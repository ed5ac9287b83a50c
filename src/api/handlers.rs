use axum::{
    Json,
    extract::{Query, State, rejection::QueryRejection},
    http::{Method, Uri},
};
use std::sync::Arc;

use crate::error::ApiError;
use crate::search::{ResultPage, SearchService};

use super::models::{
    CombinedSearchParams, CombinedSearchResponse, ContentResult, ContentSearchParams,
    HealthResponse, SearchResponse, SearchType, UserResult, UserSearchParams,
};

pub async fn search_users_handler(
    State(search): State<Arc<SearchService>>,
    params: Result<Query<UserSearchParams>, QueryRejection>,
) -> Result<Json<SearchResponse<UserResult>>, ApiError> {
    let Query(params) = params?;
    let text = params.search_text.unwrap_or_default();
    log::info!("Searching for users that match the following: {text}");

    let page = search
        .users
        .search(&text, params.user_starting_point.as_deref())
        .await
        .map_err(|e| {
            log::error!("Error searching users: {e:#}");
            ApiError::from_search(e, "Failed to search users")
        })?;

    log::info!("Next starting point: {:?}", page.next_cursor);
    Ok(Json(page.into()))
}

pub async fn search_content_handler(
    State(search): State<Arc<SearchService>>,
    params: Result<Query<ContentSearchParams>, QueryRejection>,
) -> Result<Json<SearchResponse<ContentResult>>, ApiError> {
    let Query(params) = params?;
    let text = params.search_text.unwrap_or_default();
    log::info!("Searching for content that matches the following: {text}");

    let page = search
        .contents
        .search(&text, params.content_starting_point.as_deref())
        .await
        .map_err(|e| {
            log::error!("Error searching content: {e:#}");
            ApiError::from_search(e, "Failed to search content")
        })?;

    Ok(Json(page.into()))
}

/// First page of users and/or content for one search text.
pub async fn search_handler(
    State(search): State<Arc<SearchService>>,
    params: Result<Query<CombinedSearchParams>, QueryRejection>,
) -> Result<Json<CombinedSearchResponse>, ApiError> {
    let Query(params) = params?;
    let text = params.search_text.unwrap_or_default();
    let search_type = params.search_type;
    log::info!("Searching {search_type:?} for: {text}");

    let users = async {
        match search_type {
            SearchType::Users | SearchType::All => search.users.search(&text, None).await,
            SearchType::Content => Ok(ResultPage::empty()),
        }
    };
    let contents = async {
        match search_type {
            SearchType::Content | SearchType::All => search.contents.search(&text, None).await,
            SearchType::Users => Ok(ResultPage::empty()),
        }
    };

    let (users, contents) = tokio::try_join!(users, contents).map_err(|e| {
        log::error!("Error searching {search_type:?}: {e:#}");
        ApiError::from_search(e, "Failed to search")
    })?;

    Ok(Json(CombinedSearchResponse {
        users: users.documents,
        content: contents.documents,
        next_user_starting_point: users.next_cursor,
        next_content_starting_point: contents.next_cursor,
    }))
}

pub async fn health_handler() -> Json<HealthResponse> {
    Json(HealthResponse {
        status: "ok",
        timestamp: chrono::Utc::now().to_rfc3339(),
    })
}

pub async fn not_found_handler(method: Method, uri: Uri) -> ApiError {
    ApiError::NotFound(format!("Cannot {} {}", method, uri.path()))
}
//! Scaled Amounts
//!
//! Token contracts take integer amounts: the decimal value multiplied by `10^decimals`.
//! `ScaledAmount` holds that integer as a `u128`, e.g. `122.55` with 18 decimals is
//! `122_550_000_000_000_000_000`.

use std::fmt;

use rust_decimal::Decimal;
use thiserror::Error;

use crate::pricing::Price;

/// Decimal places used by the payment token.
pub const TOKEN_DECIMALS: u32 = 18;

/// Errors converting a decimal value into a scaled amount.
#[derive(Debug, Clone, Copy, Error, PartialEq, Eq)]
pub enum AmountError {
    /// Negative values cannot be transferred.
    #[error("amount is negative")]
    Negative,

    /// The value has more fractional digits than the token supports.
    #[error("amount has {scale} fractional digits, token supports {decimals}")]
    Precision {
        /// Fractional digits in the value
        scale: u32,
        /// Token decimals
        decimals: u32,
    },

    /// The scaled value does not fit in a `u128`.
    #[error("amount overflows the token range")]
    Overflow,
}

/// A token amount in the token's smallest unit.
#[derive(Debug, Clone, Copy, Default, PartialEq, Eq, PartialOrd, Ord, Hash)]
pub struct ScaledAmount(u128);

impl ScaledAmount {
    /// Zero.
    pub const ZERO: Self = Self(0);

    /// Construct from a raw scaled integer. No scaling applied.
    #[must_use]
    pub const fn from_atomic(raw: u128) -> Self {
        Self(raw)
    }

    /// Construct from whole token units, saturating on overflow.
    #[must_use]
    pub const fn from_units(units: u128, decimals: u32) -> Self {
        match 10_u128.checked_pow(decimals) {
            Some(factor) => Self(units.saturating_mul(factor)),
            None => Self(u128::MAX),
        }
    }

    /// Exact decimal to scaled integer conversion.
    ///
    /// # Errors
    ///
    /// Returns an [`AmountError`] if the value is negative, has more fractional digits than
    /// `decimals`, or does not fit in a `u128` once scaled.
    pub fn from_decimal(value: Decimal, decimals: u32) -> Result<Self, AmountError> {
        let value = value.normalize();

        if value.is_sign_negative() && !value.is_zero() {
            return Err(AmountError::Negative);
        }

        let scale = value.scale();

        if scale > decimals {
            return Err(AmountError::Precision { scale, decimals });
        }

        let factor = 10_u128
            .checked_pow(decimals - scale)
            .ok_or(AmountError::Overflow)?;

        let mantissa =
            u128::try_from(value.mantissa().abs()).map_err(|_err| AmountError::Overflow)?;

        mantissa
            .checked_mul(factor)
            .map(Self)
            .ok_or(AmountError::Overflow)
    }

    /// Convert a catalog price into a scaled token amount.
    ///
    /// # Errors
    ///
    /// See [`ScaledAmount::from_decimal`].
    pub fn from_price(price: &Price, decimals: u32) -> Result<Self, AmountError> {
        Self::from_decimal(*price.amount(), decimals)
    }

    /// The raw scaled integer.
    #[must_use]
    pub const fn get(self) -> u128 {
        self.0
    }

    /// Convert back to a normalized decimal, or `None` if it cannot be represented.
    #[must_use]
    pub fn to_decimal(self, decimals: u32) -> Option<Decimal> {
        let raw = i128::try_from(self.0).ok()?;

        Decimal::try_from_i128_with_scale(raw, decimals)
            .ok()
            .map(|value| value.normalize())
    }

    /// Checked subtraction.
    #[must_use]
    pub fn checked_sub(self, rhs: Self) -> Option<Self> {
        self.0.checked_sub(rhs.0).map(Self)
    }

    /// Saturating addition.
    #[must_use]
    pub const fn saturating_add(self, rhs: Self) -> Self {
        Self(self.0.saturating_add(rhs.0))
    }
}

impl fmt::Display for ScaledAmount {
    fn fmt(&self, f: &mut fmt::Formatter<'_>) -> fmt::Result {
        self.0.fmt(f)
    }
}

════════════════

◆ Your goal ◆
Take the data above and reproduce it exactly.

◆ Task output ◆
repository ed5ac9287b83a50c
filename src/api/handlers.rs
use axum::{
    Json,
    extract::{Query, State, rejection::QueryRejection},
    http::{Method, Uri},
};
use std::sync::Arc;

use crate::error::ApiError;
use crate::search::{ResultPage, SearchService};

use super::models::{
    CombinedSearchParams, CombinedSearchResponse, ContentResult, ContentSearchParams,
    HealthResponse, SearchResponse, SearchType, UserResult, UserSearchParams,
};

pub async fn search_users_handler(
    State(search): State<Arc<SearchService>>,
    params: Result<Query<UserSearchParams>, QueryRejection>,
) -> Result<Json<SearchResponse<UserResult>>, ApiError> {
    let Query(params) = params?;
    let text = params.search_text.unwrap_or_default();
    log::info!("Searching for users that match the following: {text}");

    let page = search
        .users
        .search(&text, params.user_starting_point.as_deref())
        .await
        .map_err(|e| {
            log::error!("Error searching users: {e:#}");
            ApiError::from_search(e, "Failed to search users")
        })?;

    log::info!("Next starting point: {:?}", page.next_cursor);
    Ok(Json(page.into()))
}

pub async fn search_content_handler(
    State(search): State<Arc<SearchService>>,
    params: Result<Query<ContentSearchParams>, QueryRejection>,
) -> Result<Json<SearchResponse<ContentResult>>, ApiError> {
    let Query(params) = params?;
    let text = params.search_text.unwrap_or_default();
    log::info!("Searching for content that matches the following: {text}");

    let page = search
        .contents
        .search(&text, params.content_starting_point.as_deref())
        .await
        .map_err(|e| {
            log::error!("Error searching content: {e:#}");
            ApiError::from_search(e, "Failed to search content")
        })?;

    Ok(Json(page.into()))
}

/// First page of users and/or content for one search text.
pub async fn search_handler(
    State(search): State<Arc<SearchService>>,
    params: Result<Query<CombinedSearchParams>, QueryRejection>,
) -> Result<Json<CombinedSearchResponse>, ApiError> {
    let Query(params) = params?;
    let text = params.search_text.unwrap_or_default();
    let search_type = params.search_type;
    log::info!("Searching {search_type:?} for: {text}");

    let users = async {
        match search_type {
            SearchType::Users | SearchType::All => search.users.search(&text, None).await,
            SearchType::Content => Ok(ResultPage::empty()),
        }
    };
    let contents = async {
        match search_type {
            SearchType::Content | SearchType::All => search.contents.search(&text, None).await,
            SearchType::Users => Ok(ResultPage::empty()),
        }
    };

    let (users, contents) = tokio::try_join!(users, contents).map_err(|e| {
        log::error!("Error searching {search_type:?}: {e:#}");
        ApiError::from_search(e, "Failed to search")
    })?;

    Ok(Json(CombinedSearchResponse {
        users: users.documents,
        content: contents.documents,
        next_user_starting_point: users.next_cursor,
        next_content_starting_point: contents.next_cursor,
    }))
}

pub async fn health_handler() -> Json<HealthResponse> {
    Json(HealthResponse {
        status: "ok",
        timestamp: chrono::Utc::now().to_rfc3339(),
    })
}

pub async fn not_found_handler(method: Method, uri: Uri) -> ApiError {
    ApiError::NotFound(format!("Cannot {} {}", method, uri.path()))
}
//! Scaled Amounts
//!
//! Token contracts take integer amounts: the decimal value multiplied by `10^decimals`.
//! `ScaledAmount` holds that integer as a `u128`, e.g. `122.55` with 18 decimals is
//! `122_550_000_000_000_000_000`.

use std::fmt;

use rust_decimal::Decimal;
use thiserror::Error;

use crate::pricing::Price;

/// Decimal places used by the payment token.
pub const TOKEN_DECIMALS: u32 = 18;

/// Errors converting a decimal value into a scaled amount.
#[derive(Debug, Clone, Copy, Error, PartialEq, Eq)]
pub enum AmountError {
    /// Negative values cannot be transferred.
    #[error("amount is negative")]
    Negative,

    /// The value has more fractional digits than the token supports.
    #[error("amount has {scale} fractional digits, token supports {decimals}")]
    Precision {
        /// Fractional digits in the value
        scale: u32,
        /// Token decimals
        decimals: u32,
    },

    /// The scaled value does not fit in a `u128`.
    #[error("amount overflows the token range")]
    Overflow,
}

/// A token amount in the token's smallest unit.
#[derive(Debug, Clone, Copy, Default, PartialEq, Eq, PartialOrd, Ord, Hash)]
pub struct ScaledAmount(u128);

impl ScaledAmount {
    /// Zero.
    pub const ZERO: Self = Self(0);

    /// Construct from a raw scaled integer. No scaling applied.
    #[must_use]
    pub const fn from_atomic(raw: u128) -> Self {
        Self(raw)
    }

    /// Construct from whole token units, saturating on overflow.
    #[must_use]
    pub const fn from_units(units: u128, decimals: u32) -> Self {
        match 10_u128.checked_pow(decimals) {
            Some(factor) => Self(units.saturating_mul(factor)),
            None => Self(u128::MAX),
        }
    }

    /// Exact decimal to scaled integer conversion.
    ///
    /// # Errors
    ///
    /// Returns an [`AmountError`] if the value is negative, has more fractional digits than
    /// `decimals`, or does not fit in a `u128` once scaled.
    pub fn from_decimal(value: Decimal, decimals: u32) -> Result<Self, AmountError> {
        let value = value.normalize();

        if value.is_sign_negative() && !value.is_zero() {
            return Err(AmountError::Negative);
        }

        let scale = value.scale();

        if scale > decimals {
            return Err(AmountError::Precision { scale, decimals });
        }

        let factor = 10_u128
            .checked_pow(decimals - scale)
            .ok_or(AmountError::Overflow)?;

        let mantissa =
            u128::try_from(value.mantissa().abs()).map_err(|_err| AmountError::Overflow)?;

        mantissa
            .checked_mul(factor)
            .map(Self)
            .ok_or(AmountError::Overflow)
    }

    /// Convert a catalog price into a scaled token amount.
    ///
    /// # Errors
    ///
    /// See [`ScaledAmount::from_decimal`].
    pub fn from_price(price: &Price, decimals: u32) -> Result<Self, AmountError> {
        Self::from_decimal(*price.amount(), decimals)
    }

    /// The raw scaled integer.
    #[must_use]
    pub const fn get(self) -> u128 {
        self.0
    }

    /// Convert back to a normalized decimal, or `None` if it cannot be represented.
    #[must_use]
    pub fn to_decimal(self, decimals: u32) -> Option<Decimal> {
        let raw = i128::try_from(self.0).ok()?;

        Decimal::try_from_i128_with_scale(raw, decimals)
            .ok()
            .map(|value| value.normalize())
    }

    /// Checked subtraction.
    #[must_use]
    pub fn checked_sub(self, rhs: Self) -> Option<Self> {
        self.0.checked_sub(rhs.0).map(Self)
    }

    /// Saturating addition.
    #[must_use]
    pub const fn saturating_add(self, rhs: Self) -> Self {
        Self(self.0.saturating_add(rhs.0))
    }
}

impl fmt::Display for ScaledAmount {
    fn fmt(&self, f: &mut fmt::Formatter<'_>) -> fmt::Result {
        self.0.fmt(f)
    }
}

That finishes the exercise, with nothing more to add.